• **PROVIDED ENTRIES**:
* * * * * * * * *

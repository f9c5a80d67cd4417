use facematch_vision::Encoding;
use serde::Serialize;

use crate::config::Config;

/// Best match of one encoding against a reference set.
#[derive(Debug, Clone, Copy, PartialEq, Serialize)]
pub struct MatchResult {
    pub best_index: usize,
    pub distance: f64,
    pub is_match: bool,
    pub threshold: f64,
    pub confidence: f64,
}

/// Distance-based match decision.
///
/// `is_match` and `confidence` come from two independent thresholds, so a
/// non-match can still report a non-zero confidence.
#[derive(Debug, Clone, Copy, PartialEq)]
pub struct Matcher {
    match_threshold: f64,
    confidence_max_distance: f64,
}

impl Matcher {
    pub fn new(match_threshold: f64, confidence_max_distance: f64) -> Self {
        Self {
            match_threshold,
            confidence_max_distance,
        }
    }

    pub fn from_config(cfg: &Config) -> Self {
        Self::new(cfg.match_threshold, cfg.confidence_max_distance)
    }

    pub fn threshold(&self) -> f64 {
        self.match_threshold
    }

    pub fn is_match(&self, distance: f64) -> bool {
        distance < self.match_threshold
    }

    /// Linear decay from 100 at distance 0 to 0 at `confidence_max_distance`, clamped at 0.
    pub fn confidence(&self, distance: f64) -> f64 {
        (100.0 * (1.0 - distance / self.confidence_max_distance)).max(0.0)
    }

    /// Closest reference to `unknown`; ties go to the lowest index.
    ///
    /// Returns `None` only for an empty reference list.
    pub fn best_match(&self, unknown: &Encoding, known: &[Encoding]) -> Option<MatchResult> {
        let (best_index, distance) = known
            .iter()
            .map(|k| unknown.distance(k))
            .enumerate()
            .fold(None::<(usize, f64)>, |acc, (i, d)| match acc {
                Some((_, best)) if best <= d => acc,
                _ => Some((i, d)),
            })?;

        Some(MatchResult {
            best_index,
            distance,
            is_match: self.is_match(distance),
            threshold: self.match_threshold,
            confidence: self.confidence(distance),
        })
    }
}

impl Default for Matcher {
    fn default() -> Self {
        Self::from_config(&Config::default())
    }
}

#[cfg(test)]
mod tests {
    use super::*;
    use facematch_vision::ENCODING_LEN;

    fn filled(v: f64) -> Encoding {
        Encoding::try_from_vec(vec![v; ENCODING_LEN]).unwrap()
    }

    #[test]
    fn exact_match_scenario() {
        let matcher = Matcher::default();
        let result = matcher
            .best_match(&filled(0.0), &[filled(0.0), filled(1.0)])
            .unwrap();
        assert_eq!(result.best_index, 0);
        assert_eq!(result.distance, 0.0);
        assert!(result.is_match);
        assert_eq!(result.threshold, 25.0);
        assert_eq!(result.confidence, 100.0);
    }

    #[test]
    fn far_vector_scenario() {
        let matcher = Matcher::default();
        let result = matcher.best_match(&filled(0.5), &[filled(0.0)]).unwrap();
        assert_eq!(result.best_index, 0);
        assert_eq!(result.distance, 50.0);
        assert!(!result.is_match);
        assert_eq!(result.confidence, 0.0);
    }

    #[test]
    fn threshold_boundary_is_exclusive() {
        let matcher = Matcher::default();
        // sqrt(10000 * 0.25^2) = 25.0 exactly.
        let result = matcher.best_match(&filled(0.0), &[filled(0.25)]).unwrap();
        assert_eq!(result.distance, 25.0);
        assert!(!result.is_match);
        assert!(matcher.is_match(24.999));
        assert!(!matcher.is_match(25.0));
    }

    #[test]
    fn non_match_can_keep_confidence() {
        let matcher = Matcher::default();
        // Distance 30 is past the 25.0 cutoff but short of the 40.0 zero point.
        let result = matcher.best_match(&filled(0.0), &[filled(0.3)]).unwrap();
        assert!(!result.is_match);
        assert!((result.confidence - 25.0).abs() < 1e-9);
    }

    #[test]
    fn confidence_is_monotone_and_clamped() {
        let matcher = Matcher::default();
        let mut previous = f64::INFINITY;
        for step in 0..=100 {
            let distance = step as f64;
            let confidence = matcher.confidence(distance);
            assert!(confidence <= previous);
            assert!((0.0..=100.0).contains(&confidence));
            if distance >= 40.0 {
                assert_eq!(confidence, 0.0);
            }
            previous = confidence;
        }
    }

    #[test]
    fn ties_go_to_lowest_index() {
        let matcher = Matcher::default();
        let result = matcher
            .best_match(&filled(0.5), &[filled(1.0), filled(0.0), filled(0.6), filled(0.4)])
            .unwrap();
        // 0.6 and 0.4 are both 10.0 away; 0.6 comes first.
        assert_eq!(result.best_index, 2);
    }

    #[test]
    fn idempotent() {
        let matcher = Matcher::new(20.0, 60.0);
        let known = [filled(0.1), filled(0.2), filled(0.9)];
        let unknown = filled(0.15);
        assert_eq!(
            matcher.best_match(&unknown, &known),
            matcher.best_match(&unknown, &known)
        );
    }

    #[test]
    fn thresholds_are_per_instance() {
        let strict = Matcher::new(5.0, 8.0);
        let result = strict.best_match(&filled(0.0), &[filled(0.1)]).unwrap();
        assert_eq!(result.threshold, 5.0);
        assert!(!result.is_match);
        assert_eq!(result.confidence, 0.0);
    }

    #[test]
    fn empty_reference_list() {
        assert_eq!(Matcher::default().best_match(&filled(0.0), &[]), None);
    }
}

* * * * * * * * *

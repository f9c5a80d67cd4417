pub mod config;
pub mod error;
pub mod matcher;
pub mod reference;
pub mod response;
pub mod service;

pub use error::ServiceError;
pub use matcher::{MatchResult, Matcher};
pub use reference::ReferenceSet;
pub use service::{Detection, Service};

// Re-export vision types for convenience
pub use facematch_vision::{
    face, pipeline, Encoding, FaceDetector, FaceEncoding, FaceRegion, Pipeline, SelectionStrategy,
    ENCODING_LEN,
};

* * * * * * * * *

• **WHAT YOU ARE ASKED TO DO**: In the listing above, each line with the word "Copy" is to be copied out.

• **EXPECTED ANSWER**:
#[derive(Debug, Clone, Copy, PartialEq, Serialize)]
#[derive(Debug, Clone, Copy, PartialEq)]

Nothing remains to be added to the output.